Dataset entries
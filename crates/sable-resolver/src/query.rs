//! Query and answer model shared by the channel, the caches, and the
//! manager.

use std::fmt;
use std::net::IpAddr;
use std::str::FromStr;

use thiserror::Error;

/// Opaque identifier for one in-flight query. Doubles as the completion
/// cookie handed back by the channel.
pub type Token = u64;

/// Wire record types the manager issues and persists.
#[derive(Debug, Clone, Copy, PartialEq, Eq, PartialOrd, Ord, Hash)]
pub enum RequestType {
    A,
    Aaaa,
    Ptr,
    Txt,
}

impl RequestType {
    /// Returns the canonical textual tag used in the cache file.
    pub fn as_str(&self) -> &'static str {
        match self {
            RequestType::A => "A",
            RequestType::Aaaa => "AAAA",
            RequestType::Ptr => "PTR",
            RequestType::Txt => "TXT",
        }
    }
}

impl fmt::Display for RequestType {
    fn fmt(&self, f: &mut fmt::Formatter<'_>) -> fmt::Result {
        f.write_str(self.as_str())
    }
}

/// Error for unrecognized record-type tags.
#[derive(Error, Debug, PartialEq, Eq)]
#[error("unknown request type: {0}")]
pub struct UnknownRequestType(pub String);

impl FromStr for RequestType {
    type Err = UnknownRequestType;

    fn from_str(s: &str) -> Result<Self, Self::Err> {
        match s {
            "A" => Ok(RequestType::A),
            "AAAA" => Ok(RequestType::Aaaa),
            "PTR" => Ok(RequestType::Ptr),
            "TXT" => Ok(RequestType::Txt),
            other => Err(UnknownRequestType(other.to_string())),
        }
    }
}

/// What a lookup is about, keyed the way the dedup maps key it.
///
/// Host names carried here are expected in canonical form (lowercased,
/// trailing dot stripped).
#[derive(Debug, Clone, PartialEq, Eq, Hash)]
pub enum QueryKind {
    /// Reverse lookup for an address.
    Addr(IpAddr),

    /// Forward lookup for a host name.
    Host(String),

    /// Text lookup keyed by the raw query string.
    Text(String),
}

impl QueryKind {
    /// Returns the cache-file key for this kind.
    pub fn key(&self) -> String {
        match self {
            QueryKind::Addr(addr) => addr.to_string(),
            QueryKind::Host(name) | QueryKind::Text(name) => name.clone(),
        }
    }
}

impl fmt::Display for QueryKind {
    fn fmt(&self, f: &mut fmt::Formatter<'_>) -> fmt::Result {
        match self {
            QueryKind::Addr(addr) => write!(f, "addr/{addr}"),
            QueryKind::Host(name) => write!(f, "host/{name}"),
            QueryKind::Text(name) => write!(f, "text/{name}"),
        }
    }
}

/// One query handed to the stub channel. For reverse lookups `name` is
/// already in arpa form.
#[derive(Debug, Clone, PartialEq, Eq)]
pub struct Query {
    pub name: String,
    pub rtype: RequestType,
}

impl Query {
    pub fn new(name: impl Into<String>, rtype: RequestType) -> Self {
        Self { name: name.into(), rtype }
    }
}

/// Payload of a resolved answer. An empty payload is only meaningful for
/// failed (negative) mappings.
#[derive(Debug, Clone, PartialEq, Eq)]
pub enum Payload {
    Addrs(Vec<IpAddr>),
    Host(String),
    Text(String),
}

impl Payload {
    /// Returns true if the payload carries no data.
    pub fn is_empty(&self) -> bool {
        match self {
            Payload::Addrs(addrs) => addrs.is_empty(),
            Payload::Host(name) => name.is_empty(),
            Payload::Text(text) => text.is_empty(),
        }
    }

    /// Returns the empty payload of the same shape.
    pub fn empty_like(&self) -> Payload {
        match self {
            Payload::Addrs(_) => Payload::Addrs(Vec::new()),
            Payload::Host(_) => Payload::Host(String::new()),
            Payload::Text(_) => Payload::Text(String::new()),
        }
    }
}

/// A decoded successful answer from the stub channel.
#[derive(Debug, Clone, PartialEq, Eq)]
pub struct Answer {
    pub payload: Payload,

    /// Minimum TTL across the returned records, when the response carried
    /// one at all.
    pub ttl: Option<u32>,
}

impl Answer {
    pub fn new(payload: Payload, ttl: Option<u32>) -> Self {
        Self { payload, ttl }
    }
}

/// Failure outcomes reported by the stub channel. All of these are
/// negative-cached by the manager.
#[derive(Debug, Clone, Copy, PartialEq, Eq)]
pub enum Failure {
    /// The name does not exist.
    NxDomain,

    /// The server answered but could not complete the query.
    ServFail,

    /// The stub library gave up after its own retry schedule.
    Timeout,

    /// Transport-level error.
    Network,
}

impl fmt::Display for Failure {
    fn fmt(&self, f: &mut fmt::Formatter<'_>) -> fmt::Result {
        let s = match self {
            Failure::NxDomain => "NXDOMAIN",
            Failure::ServFail => "SERVFAIL",
            Failure::Timeout => "timeout",
            Failure::Network => "network error",
        };
        f.write_str(s)
    }
}

#[cfg(test)]
mod tests {
    use super::*;

    #[test]
    fn request_type_roundtrip() {
        for rtype in [RequestType::A, RequestType::Aaaa, RequestType::Ptr, RequestType::Txt] {
            assert_eq!(rtype.as_str().parse::<RequestType>().unwrap(), rtype);
        }
        assert!("MX".parse::<RequestType>().is_err());
    }

    #[test]
    fn payload_emptiness() {
        assert!(Payload::Addrs(Vec::new()).is_empty());
        assert!(!Payload::Host("host.example".into()).is_empty());
        assert_eq!(
            Payload::Text("abc".into()).empty_like(),
            Payload::Text(String::new())
        );
    }

    #[test]
    fn kind_keys() {
        let kind = QueryKind::Addr("192.0.2.1".parse().unwrap());
        assert_eq!(kind.key(), "192.0.2.1");
        assert_eq!(QueryKind::Host("a.test".into()).key(), "a.test");
    }
}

WHAT TO WORK ON —
The lines you need are those with the word "Network"; list them from the entries.

ANSWER SPACE —
    Network,
            Failure::Network => "network error",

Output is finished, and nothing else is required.